Building SourceGear Veracity under Linux
Introduction
This document provides instructions on building Veracity on two of the most common Linux distributions (Ubuntu and Fedora). Ubuntu is the distribution used by our Linux-oriented developers, and is the only Linux build we test as the moment.

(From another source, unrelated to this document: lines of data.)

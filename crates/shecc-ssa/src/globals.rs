//! The "global variables" pass (spec §4.D.5): a variable used before
//! being killed (assigned) in its own block needs to be tracked across
//! blocks — φ-insertion only has work to do for those.

use rustc_hash::FxHashSet;
use shecc_ir::{BlockId, Context, VarId};

pub(crate) struct GlobalsInfo {
    /// Deduplicated, in scan order, so φ-insertion's worklist processing
    /// order matches the block scan that found them.
    pub global_vars: Vec<VarId>,
}

/// Per block, scan instructions in order: a use seen before that same
/// variable's def in this block marks the variable global. Every
/// definition is recorded onto the variable's own `ref_block_list`
/// (spec's "registers the block as a reference site") — φ-insertion
/// walks that list as its initial worklist.
pub(crate) fn analyze(ctx: &mut Context, order: &[BlockId]) -> GlobalsInfo {
    let mut seen = FxHashSet::default();
    let mut global_vars = Vec::new();

    for &b in order {
        let mut killed_here = FxHashSet::default();
        let instrs = ctx.blocks.get(b).instructions.clone();
        for instr in &instrs {
            for used in [instr.src0, instr.src1] {
                let Some(v) = used else { continue };
                if !killed_here.contains(&v) && seen.insert(v) {
                    global_vars.push(v);
                }
            }
            if let Some(d) = instr.dest {
                killed_here.insert(d);
                ctx.var_mut(d).ref_block_list.push(b);
            }
        }
    }

    GlobalsInfo { global_vars }
}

While there's nothing specifically preventing you from building Veracity elsewhere, we're not (yet) able to help you.
If you are running a recent Ubuntu version (9 or above) or the latest Fedora (Fedora 14), and are comfortable installing a few packages, this document should get you on your way to a working Veracity build.
Getting/Unpacking the Source
Retrieve the latest Veracity tarball from sourcegear.
Unpack it under the directory of your choice - for brevity, we'll pretend you
unpacked it under ~/v
, and so your source tree begins at ~/v/veracity
Prerequisites
Ubuntu Packages
These packages should all be installed in the standard way, e.g.
sudo apt-get install zlib1g-dev
Install the following packages in this manner:
- build-essential
- cmake
- curl
- zlib1g-dev
- libicu-dev
- uuid-dev
- libcurl3-dev (use libcurl4-openssl-dev instead for Ubuntu 10.04 and later)
- libnspr4-dev
- unzip (only needed if you want to run the test suite)
Fedora Packages
There packages should all be installed through yum, e.g.
sudo yum install cmake
Install the following packages:
- cmake
- gcc
- gcc-c++
- nspr-devel
- zlib-devel
- libicu-devel
- libcurl-devel
- libuuid-devel
Other Third-Party Dependencies
Under Linux, you'll need to get the SpiderMonkey JavaScript engine.
To do so, cd to ~/v/veracity/thirdparty
and run the following:
./build_linux.sh
This script downloads the SpiderMonkey source code, builds it, and "installs"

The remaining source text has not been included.